Pakistan’s basmati rice is loved & celebrated for its unique aroma and long grains, making it a staple in local cuisine. With varieties like Super Basmati and Basmati 1121, it has earned global acclaim, contributing significantly to Pakistan's agricultural economy. Efforts for Geographical Indication (GI) status aim to preserve its authenticity. As a key player in the Basmati rice market, Pakistan ensures quality control for exports, emphasizing its cultural and economic importance.

As per Rice Exporter Association of Pakistan (REAP), the country is expecting a bumper rice crop there will be sufficient stocks available for export. Pakistan achieved $2.7 billion worth of rice exports during FY23, while this year exports will achieve a new record level, having the trade deficit also decreased by 4.5% during the same period. Rice exports likely to touch $3bn mark this fiscal year. In addition, Pakistani rice’s demand has increased in the world market due to ban on rice exports by India.

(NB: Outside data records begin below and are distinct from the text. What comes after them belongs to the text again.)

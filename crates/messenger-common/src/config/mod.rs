//! Configuration structs

mod app_config;

pub use app_config::{
    AppConfig, AppSettings, ConfigError, CorsConfig, DatabaseConfig, Environment,
    IdentityConfig, RateLimitConfig, RedisConfig, ServerConfig, SnowflakeConfig, TimeoutConfig,
    MAX_WORKER_ID,
};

During the last fiscal year, Pakistan’s rice industry truly came to appreciate the power of price effect. Although export volume was the lowest in a decade – at 3.6 million metric tons of all rice varieties exported – export receipts were second-highest during the same period, and just 14 percent below the peak achieved during the previous year. Unit price of exports was up 16 percent on average during FY23.

Production:

- Land area: 3.15 million hectares (11.7% of total cultivated area)
- Production (milled rice): 9.32 million tonnes (2021/2022) and 5.50 million tonnes (2022/2023)
- Yield: 3.6 MTs/ha (5-year average)
- Contribution to GDP: 0.6%
- Contribution to agricultural value added: 3.0%

Exports:

- Value: US$2.7 billion (2022-2023)
- Expected growth rate: 7.48% (CAGR 2023-2028)
- Volume: 4.5 million tonnes (2022-2023)
- Expected volume growth: 0.3% (2024
- Major markets: Africa, Middle East, Europe

Opportunities:

- Growing global demand:
- Shifting consumer preferences: Increasing demand for high-quality rice like Basmati
- Value addition: Focusing on export of processed rice instead of raw grains
- Sustainable practices: Implementing water-saving techniques and climate-resilient crop varieties.

Hafizabad is known as “City of Rice” and is the biggest rice market in which following types of rice are cultivated: Basmati 385. Basmati 386. Super Karnal.